DATA FOR ANALYSIS: Begin
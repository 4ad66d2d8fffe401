//! Google Drive API client
//!
//! Lists, searches, transfers and organizes files. Each operation is a
//! single REST call except `move_file` (reads the current parents first)
//! and resumable uploads (session start + upload).

use log::{debug, info};
use serde::Serialize;
use std::fs;
use std::io::Read;
use std::path::Path;
use std::sync::Arc;

use super::api::{DriveFile, FOLDER_MIME_TYPE, FileList, Permission, PermissionRole};
use super::mime::mime_type_for;
use super::query::FileSearch;
use crate::auth::AuthManager;
use crate::error::{Error, Result};
use crate::session::{ApiSurface, BodyMethod, Session, SessionSlot};

const DEFAULT_LIST_FIELDS: &str =
    "nextPageToken, files(id, name, mimeType, modifiedTime, size, parents)";
const DEFAULT_FILE_FIELDS: &str = "id, name, mimeType, modifiedTime, size, parents, webViewLink";
const UPLOAD_FIELDS: &str = "id, name, mimeType, webViewLink";
const DEFAULT_PAGE_SIZE: u32 = 100;

/// Payloads at or above this size go through a resumable upload session
pub const RESUMABLE_THRESHOLD: usize = 5 * 1024 * 1024;

const DOWNLOAD_CHUNK_SIZE: usize = 256 * 1024;

/// Upper bound on the buffer reserved from a Content-Length header
const MAX_DOWNLOAD_PREALLOCATION: u64 = 64 * DOWNLOAD_CHUNK_SIZE as u64;

/// Progress of a media download
#[derive(Debug, Clone, Copy, PartialEq, Eq)]
pub struct DownloadProgress {
    pub bytes_read: u64,
    /// From Content-Length, when the server sent one
    pub total_bytes: Option<u64>,
}

impl DownloadProgress {
    /// Completed fraction in `0.0..=1.0`, if the total is known
    pub fn fraction(&self) -> Option<f64> {
        match self.total_bytes {
            Some(0) => Some(1.0),
            Some(total) => Some(self.bytes_read as f64 / total as f64),
            None => None,
        }
    }
}

/// Metadata sent when creating a file or folder
#[derive(Serialize)]
#[serde(rename_all = "camelCase")]
struct NewFile<'a> {
    name: &'a str,
    #[serde(skip_serializing_if = "Option::is_none")]
    mime_type: Option<&'a str>,
    #[serde(skip_serializing_if = "Vec::is_empty")]
    parents: Vec<&'a str>,
}

/// Google Drive client
pub struct DriveClient {
    auth: Arc<AuthManager>,
    session: SessionSlot,
}

impl DriveClient {
    pub fn new(auth: Arc<AuthManager>) -> Self {
        Self {
            auth,
            session: SessionSlot::new(ApiSurface::Drive),
        }
    }

    /// Whether the Drive session has been established
    pub fn is_ready(&self) -> bool {
        self.session.is_authenticated()
    }

    fn session(&self) -> Result<Session> {
        self.session.session(&self.auth)
    }

    /// List files matching an optional Drive query (first page only)
    ///
    /// # Arguments
    /// * `query` - Drive search expression, e.g. `name contains 'report'`
    /// * `page_size` - Number of files to return
    /// * `fields` - Field mask; defaults to id, name, mimeType, modifiedTime, size, parents
    pub fn list_files(
        &self,
        query: Option<&str>,
        page_size: u32,
        fields: Option<&str>,
    ) -> Result<Vec<DriveFile>> {
        let session = self.session()?;

        let mut params = vec![
            ("pageSize", page_size.to_string()),
            ("fields", fields.unwrap_or(DEFAULT_LIST_FIELDS).to_string()),
        ];
        if let Some(q) = query {
            params.push(("q", q.to_string()));
        }

        let list: FileList = session.get_json("files", &params, "Error listing files")?;
        debug!("Listed {} files", list.files.len());
        Ok(list.files)
    }

    /// Search files by name, type, folder and trash state
    pub fn search_files(&self, search: &FileSearch) -> Result<Vec<DriveFile>> {
        let query = search.to_query();
        self.list_files(query.as_deref(), DEFAULT_PAGE_SIZE, None)
    }

    /// Get metadata for a single file
    pub fn get_file_metadata(&self, file_id: &str, fields: Option<&str>) -> Result<DriveFile> {
        let session = self.session()?;
        session.get_json(
            &file_path(file_id),
            &[("fields", fields.unwrap_or(DEFAULT_FILE_FIELDS).to_string())],
            "Error getting file metadata",
        )
    }

    /// Download a file's content, optionally saving it to `destination`
    pub fn download_file(&self, file_id: &str, destination: Option<&Path>) -> Result<Vec<u8>> {
        self.download_file_with_progress(file_id, destination, |progress| {
            if let Some(fraction) = progress.fraction() {
                debug!("Download {}%", (fraction * 100.0) as u32);
            }
        })
    }

    /// Download a file's content, reporting progress after every chunk
    pub fn download_file_with_progress<F>(
        &self,
        file_id: &str,
        destination: Option<&Path>,
        mut on_progress: F,
    ) -> Result<Vec<u8>>
    where
        F: FnMut(DownloadProgress),
    {
        let session = self.session()?;
        let mut response = session.get_raw(
            &session.url(&file_path(file_id)),
            &[("alt", "media".to_string())],
            "Error downloading file",
        )?;

        let total_bytes = response
            .headers()
            .get("content-length")
            .and_then(|v| v.to_str().ok())
            .and_then(|v| v.parse::<u64>().ok());

        let mut reader = response.body_mut().as_reader();
        let mut content = Vec::with_capacity(initial_capacity(total_bytes));
        let mut chunk = vec![0u8; DOWNLOAD_CHUNK_SIZE];
        loop {
            let read = reader.read(&mut chunk)?;
            if read == 0 {
                break;
            }
            content.extend_from_slice(&chunk[..read]);
            on_progress(DownloadProgress {
                bytes_read: content.len() as u64,
                total_bytes,
            });
        }

        if let Some(path) = destination {
            fs::write(path, &content)?;
            info!("File saved to {}", path.display());
        }

        Ok(content)
    }

    /// Upload a local file
    ///
    /// # Arguments
    /// * `path` - Local file to upload
    /// * `name` - Name in Drive (defaults to the file name)
    /// * `folder_id` - Parent folder (optional)
    /// * `mime_type` - Content type (guessed from the name if absent)
    pub fn upload_file(
        &self,
        path: &Path,
        name: Option<&str>,
        folder_id: Option<&str>,
        mime_type: Option<&str>,
    ) -> Result<DriveFile> {
        let file_name = path
            .file_name()
            .and_then(|n| n.to_str())
            .ok_or_else(|| {
                Error::Io(std::io::Error::new(
                    std::io::ErrorKind::InvalidInput,
                    format!("Not a file path: {}", path.display()),
                ))
            })?;
        let content = fs::read(path)?;
        let mime_type = mime_type_for(file_name, mime_type);
        self.upload(&content, name.unwrap_or(file_name), folder_id, &mime_type)
    }

    /// Upload in-memory content as a new file
    ///
    /// Not idempotent: retrying after a transient failure may create duplicates.
    pub fn upload_content(
        &self,
        content: &[u8],
        name: &str,
        folder_id: Option<&str>,
        mime_type: Option<&str>,
    ) -> Result<DriveFile> {
        let mime_type = mime_type_for(name, mime_type);
        self.upload(content, name, folder_id, &mime_type)
    }

    fn upload(
        &self,
        content: &[u8],
        name: &str,
        folder_id: Option<&str>,
        mime_type: &str,
    ) -> Result<DriveFile> {
        let session = self.session()?;
        let metadata = NewFile {
            name,
            mime_type: None,
            parents: folder_id.into_iter().collect(),
        };

        let file = if content.len() >= RESUMABLE_THRESHOLD {
            upload_resumable(&session, &metadata, content, mime_type)?
        } else {
            upload_multipart(&session, &metadata, content, mime_type)?
        };

        info!(
            "File uploaded: {} (ID: {})",
            file.name.as_deref().unwrap_or(name),
            file.id
        );
        Ok(file)
    }

    /// Create a folder, optionally inside `parent_id`
    pub fn create_folder(&self, name: &str, parent_id: Option<&str>) -> Result<DriveFile> {
        let session = self.session()?;
        let metadata = NewFile {
            name,
            mime_type: Some(FOLDER_MIME_TYPE),
            parents: parent_id.into_iter().collect(),
        };

        let folder: DriveFile = session.send_json(
            BodyMethod::Post,
            "files",
            &[("fields", "id, name, webViewLink".to_string())],
            &metadata,
            "Error creating folder",
        )?;
        info!("Folder created: {} (ID: {})", name, folder.id);
        Ok(folder)
    }

    /// Permanently delete a file
    ///
    /// Deleting an already deleted file fails with a not-found error.
    pub fn delete_file(&self, file_id: &str) -> Result<()> {
        let session = self.session()?;
        session.delete(&file_path(file_id), &[], "Error deleting file")?;
        info!("File deleted: {}", file_id);
        Ok(())
    }

    /// Move a file into `new_folder_id`, detaching it from its current parents
    pub fn move_file(&self, file_id: &str, new_folder_id: &str) -> Result<DriveFile> {
        let session = self.session()?;
        let path = file_path(file_id);

        let current: DriveFile = session.get_json(
            &path,
            &[("fields", "parents".to_string())],
            "Error moving file",
        )?;

        let mut params = vec![
            ("addParents", new_folder_id.to_string()),
            ("fields", "id, parents".to_string()),
        ];
        if !current.parents.is_empty() {
            params.push(("removeParents", current.parents.join(",")));
        }

        let file: DriveFile = session.send_json(
            BodyMethod::Patch,
            &path,
            &params,
            &serde_json::json!({}),
            "Error moving file",
        )?;
        info!("File moved to folder: {}", new_folder_id);
        Ok(file)
    }

    /// Share a file with a user
    pub fn share_file(&self, file_id: &str, email: &str, role: PermissionRole) -> Result<Permission> {
        let session = self.session()?;
        let permission = serde_json::json!({
            "type": "user",
            "role": role,
            "emailAddress": email,
        });

        let created: Permission = session.send_json(
            BodyMethod::Post,
            &format!("{}/permissions", file_path(file_id)),
            &[("fields", "id".to_string())],
            &permission,
            "Error sharing file",
        )?;
        info!("File shared with {} as {:?}", email, role);
        Ok(created)
    }
}

fn file_path(file_id: &str) -> String {
    format!("files/{}", urlencoding::encode(file_id))
}

/// Metadata and media in one multipart/related request
fn upload_multipart(
    session: &Session,
    metadata: &NewFile<'_>,
    content: &[u8],
    mime_type: &str,
) -> Result<DriveFile> {
    let boundary = multipart_boundary();
    let metadata_json = serde_json::to_vec(metadata)?;

    let mut body = Vec::with_capacity(content.len() + metadata_json.len() + 256);
    body.extend_from_slice(format!("--{boundary}\r\n").as_bytes());
    body.extend_from_slice(b"Content-Type: application/json; charset=UTF-8\r\n\r\n");
    body.extend_from_slice(&metadata_json);
    body.extend_from_slice(format!("\r\n--{boundary}\r\n").as_bytes());
    body.extend_from_slice(format!("Content-Type: {mime_type}\r\n\r\n").as_bytes());
    body.extend_from_slice(content);
    body.extend_from_slice(format!("\r\n--{boundary}--\r\n").as_bytes());

    let response = session.send_bytes(
        BodyMethod::Post,
        &session.upload_url("files"),
        &[
            ("uploadType", "multipart".to_string()),
            ("fields", UPLOAD_FIELDS.to_string()),
        ],
        &[(
            "Content-Type",
            format!("multipart/related; boundary={boundary}"),
        )],
        &body,
        "Error uploading file",
    )?;
    session.read_json(response, "Error uploading file")
}

/// Start a resumable session, then send the media in one request
fn upload_resumable(
    session: &Session,
    metadata: &NewFile<'_>,
    content: &[u8],
    mime_type: &str,
) -> Result<DriveFile> {
    let start = session.send_json_raw(
        BodyMethod::Post,
        &session.upload_url("files"),
        &[
            ("uploadType", "resumable".to_string()),
            ("fields", UPLOAD_FIELDS.to_string()),
        ],
        &[
            ("X-Upload-Content-Type", mime_type.to_string()),
            ("X-Upload-Content-Length", content.len().to_string()),
        ],
        metadata,
        "Error starting resumable upload",
    )?;

    let location = start
        .headers()
        .get("location")
        .and_then(|v| v.to_str().ok())
        .map(str::to_string)
        .ok_or_else(|| {
            Error::Io(std::io::Error::new(
                std::io::ErrorKind::InvalidData,
                "Resumable upload session returned no Location header",
            ))
        })?;
    debug!("Resumable upload session: {}", location);

    let response = session.send_bytes(
        BodyMethod::Put,
        &location,
        &[],
        &[("Content-Type", mime_type.to_string())],
        content,
        "Error uploading file",
    )?;
    session.read_json(response, "Error uploading file")
}

/// Buffer to reserve for a download; the header is only a hint
fn initial_capacity(total_bytes: Option<u64>) -> usize {
    total_bytes.unwrap_or(0).min(MAX_DOWNLOAD_PREALLOCATION) as usize
}

/// Random multipart boundary
fn multipart_boundary() -> String {
    use std::collections::hash_map::RandomState;
    use std::hash::{BuildHasher, Hasher};

    let hasher = RandomState::new().build_hasher();
    format!("satchel_boundary_{:016x}", hasher.finish())
}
DATA FOR ANALYSIS: End
→ **WHAT THE TASK REQUIRES**:
Every line above with the string "created" in it needs to be copied.

→ **RESPONSE BELOW**:
        info!("Folder created: {} (ID: {})", name, folder.id);
        let created: Permission = session.send_json(
        Ok(created)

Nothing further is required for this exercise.